Let e.m.f. of each cell is $V$.
Case I-
Consider the given $n$ cells are connected in series.
Then effective e.m.f. $ = nV$
Since cells are connected in series, the internal resistances are also in series connection.
The net internal resistance is ${r_{eff}} = 20n$.
The resistance in the circuit is $R = 20\Omega $
The current flowing through the circuit is ${I_S} = \dfrac{{{\text{effective emf}}}}{{{r_{eff}} + R}}$
Or ${I_S} = \dfrac{{nV}}{{20n + 20}}$
Case II-
Now consider the cells are connected in parallel.

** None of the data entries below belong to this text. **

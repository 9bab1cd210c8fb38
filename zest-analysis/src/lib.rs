//! Semantic analysis of Zest documents: FQN resolution, variable scope
//! resolution, static type inference, and a project-wide symbol graph.
//!
//! [`Workspace`] is the top-level entry point: it owns every open
//! document and the symbol graph they feed, and exposes the query
//! facade (C6) as methods.

#![warn(missing_docs)]
#![warn(rust_2018_idioms)]
#![warn(rust_2021_compatibility)]
#![warn(missing_debug_implementations)]
#![warn(clippy::missing_docs_in_private_items)]
#![warn(rustdoc::broken_intra_doc_links)]

pub mod config;
pub mod content;
pub mod docblock;
pub mod document;
pub mod facade;
pub mod fqn;
pub mod graph;
pub mod handlers;
pub mod typing;
pub mod types;
pub mod vars;

use indexmap::IndexMap;
use url::Url;

pub use config::Config;
pub use content::ContentProvider;
pub use document::Definition;
pub use document::Document;
pub use document::DocumentDelta;
pub use facade::FacadeError;
pub use graph::SymbolGraph;
pub use types::Fqn;
pub use types::SymbolKind;
pub use types::Type;

/// The full state of an analyzed project: every open document plus the
/// symbol graph they've fed. Mutated only through `&mut self` methods —
/// there is no interior mutability here; concurrent access (from an LSP
/// server, for instance) is the caller's responsibility, per §5.
#[derive(Debug, Default)]
pub struct Workspace {
    documents: IndexMap<Url, Document>,
    graph: SymbolGraph,
    /// Active policy knobs.
    pub config: Config,
    /// Reads documents outside the open set, e.g. a goto-definition
    /// target the editor never opened. `None` in a workspace with no
    /// on-disk backing (most tests).
    content_provider: Option<Box<dyn ContentProvider + Send + Sync>>,
}

impl Workspace {
    /// An empty workspace with default configuration.
    pub fn new() -> Self {
        Self::default()
    }

    /// Installs the [`ContentProvider`] backing [`Workspace::load_document`]
    /// and [`Workspace::open_document_from_provider`].
    pub fn set_content_provider(&mut self, provider: impl ContentProvider + Send + Sync + 'static) {
        self.content_provider = Some(Box::new(provider));
    }

    /// Loads and parses `uri`'s content through the configured content
    /// provider, without promoting it into the open-documents set.
    ///
    /// This is the non-mutating half of §9's lazy-loading redesign: the
    /// returned `Document` is scoped to the caller, matching §5's
    /// resource lifecycle ("documents acquired by on-disk load are
    /// scoped to the query that requested them unless promoted into the
    /// open set"). Returns `None` if there's no provider installed or it
    /// reports the document unavailable (the IO-unavailable case, §7).
    pub fn load_document(&self, uri: &Url) -> Option<Document> {
        let text = self.content_provider.as_deref()?.read(uri)?;
        Some(Document::new(uri.clone(), text))
    }

    /// Loads `uri` through the configured content provider and promotes
    /// it into the open-documents set, indexing it into the symbol graph
    /// exactly like an editor-opened document. Returns `false` if the
    /// provider has no content for `uri`.
    ///
    /// This is the mutating half of §9's lazy-loading redesign — the
    /// counterpart to [`Workspace::load_document`] that an editor event
    /// (rather than a transient query) should use.
    pub fn open_document_from_provider(&mut self, uri: &Url) -> bool {
        let Some(document) = self.load_document(uri) else {
            return false;
        };
        self.graph.apply_delta(uri, &document.initial_delta());
        self.documents.insert(uri.clone(), document);
        true
    }

    /// Evicts `uri`'s cached buffer without touching the symbol graph.
    ///
    /// Unlike [`Workspace::close_document`] — an editor event meaning the
    /// URI is no longer tracked at all, which retracts its graph entries
    /// per Invariant 2 — this only drops the held `Document` (e.g. to
    /// bound memory use for a project indexed via
    /// [`Workspace::open_document_from_provider`]). The graph still
    /// knows the URI's definitions; a later query re-fetches its text
    /// transiently through [`Workspace::load_document`].
    pub fn unload_document_buffer(&mut self, uri: &Url) -> bool {
        self.documents.shift_remove(uri).is_some()
    }

    /// Opens (or replaces) a document, indexing it and publishing its
    /// definitions and references into the symbol graph.
    pub fn open_document(&mut self, uri: Url, text: String) {
        let document = Document::new(uri.clone(), text);
        self.graph.apply_delta(&uri, &document.initial_delta());
        self.documents.insert(uri, document);
    }

    /// Replaces a document's content. A no-op (returns `false`) if the
    /// document isn't open.
    pub fn update_document(&mut self, uri: &Url, text: String) -> bool {
        let Some(document) = self.documents.get_mut(uri) else {
            return false;
        };
        let delta = document.update_content(text);
        self.graph.apply_delta(uri, &delta);
        true
    }

    /// Closes a document, removing every symbol graph entry that
    /// attributed its definitions or references to this URI.
    pub fn close_document(&mut self, uri: &Url) {
        let Some(document) = self.documents.shift_remove(uri) else {
            return;
        };
        let delta = document::DocumentDelta {
            added: Vec::new(),
            removed: document.definitions().keys().cloned().collect(),
            references_added: Vec::new(),
            references_removed: document.references().iter().cloned().collect(),
        };
        self.graph.apply_delta(uri, &delta);
    }

    /// The document open at `uri`, if any.
    pub fn document(&self, uri: &Url) -> Option<&Document> {
        self.documents.get(uri)
    }

    /// The project-wide symbol graph.
    pub fn graph(&self) -> &SymbolGraph {
        &self.graph
    }

    /// Resolves the definition a reference node points to (C6).
    pub fn definition_for_node(
        &self,
        document: &Document,
        node: &zest_syntax::SyntaxNode,
    ) -> Result<Option<Definition>, FacadeError> {
        facade::definition_for_node(document, &self.graph, &self.config, node)
    }

    /// The static type of an expression (C6, delegating to C3).
    pub fn type_of_expression(&self, document: &Document, expr: &zest_ast::Expr) -> Type {
        facade::type_of_expression(document, &self.graph, &self.config, expr)
    }

    /// The documents that reference `fqn`.
    pub fn references_to(&self, fqn: &Fqn) -> impl Iterator<Item = &Url> {
        facade::references_to(&self.graph, fqn)
    }
}

#[cfg(test)]
mod tests {
    use super::*;

    #[test]
    fn closing_a_document_removes_its_referrer_entries() {
        let mut workspace = Workspace::new();
        let a = Url::parse("file:///a.zst").unwrap();
        let b = Url::parse("file:///b.zst").unwrap();
        workspace.open_document(a.clone(), "\\B::m();".to_string());
        workspace.open_document(b.clone(), "class B { function m() {} }".to_string());

        assert!(workspace.graph().is_defined(&Fqn::new("\\B::m()")));
        workspace.close_document(&b);
        assert!(!workspace.graph().is_defined(&Fqn::new("\\B::m()")));
    }

    #[test]
    fn losing_a_conflict_then_editing_does_not_evict_the_winner() {
        let mut workspace = Workspace::new();
        let a = Url::parse("file:///a.zst").unwrap();
        let b = Url::parse("file:///b.zst").unwrap();
        workspace.open_document(a.clone(), "class Foo {}".to_string());
        workspace.open_document(b.clone(), "class Foo {}".to_string());

        // Last writer wins: `b` now owns `\Foo`.
        assert_eq!(workspace.graph().definition(&Fqn::new("\\Foo")).unwrap().uri, b);

        // `a` drops its (already-shadowed) definition. Its delta's
        // `removed` list still names `\Foo`, computed purely from its own
        // before/after maps, but it must not evict `b`'s live entry.
        workspace.update_document(&a, "".to_string());
        assert_eq!(workspace.graph().definition(&Fqn::new("\\Foo")).unwrap().uri, b);
    }

    #[test]
    fn load_document_reads_through_the_content_provider_without_opening_it() {
        let mut workspace = Workspace::new();
        let uri = Url::parse("file:///a.zst").unwrap();
        let mut provider = content::StaticContentProvider::new();
        provider.insert(uri.clone(), "function greet() {}\n".to_string());
        workspace.set_content_provider(provider);

        let document = workspace.load_document(&uri).expect("provider has the file");
        assert!(document.definitions().contains_key(&Fqn::new("\\greet")));
        assert!(workspace.document(&uri).is_none());
    }

    #[test]
    fn load_document_returns_none_without_a_provider() {
        let workspace = Workspace::new();
        let uri = Url::parse("file:///a.zst").unwrap();
        assert!(workspace.load_document(&uri).is_none());
    }

    #[test]
    fn open_document_from_provider_promotes_into_the_open_set() {
        let mut workspace = Workspace::new();
        let uri = Url::parse("file:///a.zst").unwrap();
        let mut provider = content::StaticContentProvider::new();
        provider.insert(uri.clone(), "class Foo {}".to_string());
        workspace.set_content_provider(provider);

        assert!(workspace.open_document_from_provider(&uri));
        assert!(workspace.document(&uri).is_some());
        assert!(workspace.graph().is_defined(&Fqn::new("\\Foo")));
    }

    #[test]
    fn unload_document_buffer_keeps_its_graph_entries() {
        let mut workspace = Workspace::new();
        let uri = Url::parse("file:///a.zst").unwrap();
        let mut provider = content::StaticContentProvider::new();
        provider.insert(uri.clone(), "class Foo {}".to_string());
        workspace.set_content_provider(provider);
        workspace.open_document_from_provider(&uri);

        assert!(workspace.unload_document_buffer(&uri));
        assert!(workspace.document(&uri).is_none());
        assert!(workspace.graph().is_defined(&Fqn::new("\\Foo")));
    }

    #[test]
    fn closing_a_losing_document_does_not_evict_the_winner() {
        let mut workspace = Workspace::new();
        let a = Url::parse("file:///a.zst").unwrap();
        let b = Url::parse("file:///b.zst").unwrap();
        workspace.open_document(a.clone(), "class Foo {}".to_string());
        workspace.open_document(b.clone(), "class Foo {}".to_string());

        workspace.close_document(&a);
        assert_eq!(workspace.graph().definition(&Fqn::new("\\Foo")).unwrap().uri, b);
    }
}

The effective e.m.f. of the circuit is $V$
Since cells are connected in parallel, the internal resistances are also in parallel connection.
The net internal resistance is ${r_{eff}} = \dfrac{{20}}{n}$
The current flowing through the circuit is ${I_P} = \dfrac{{{\text{effective emf}}}}{{{r_{eff}} + R}}$
Or ${I_P} = \dfrac{V}{{\dfrac{r}{n} + R}}$
Further simplifying
$ \Rightarrow {I_P} = \dfrac{{nV}}{{r + nR}}$
Substitute the values of $r$ and $R$ in the above formula
$ \Rightarrow {I_P} = \dfrac{{nV}}{{20 + 20n}}$
Now compare the current obtained in both the cases.
$ \Rightarrow {I_S} = {I_P}$
Hence, the current is the same for both the cases.

Note:
Since it is not given how the positive and negative terminals are connected, we assume that in series the positive terminal of a cell is connected to the negative terminal of the neighbour cell. And in parallel connection, all the positive terminals are connected in one junction and all the negative terminals connected in another junction.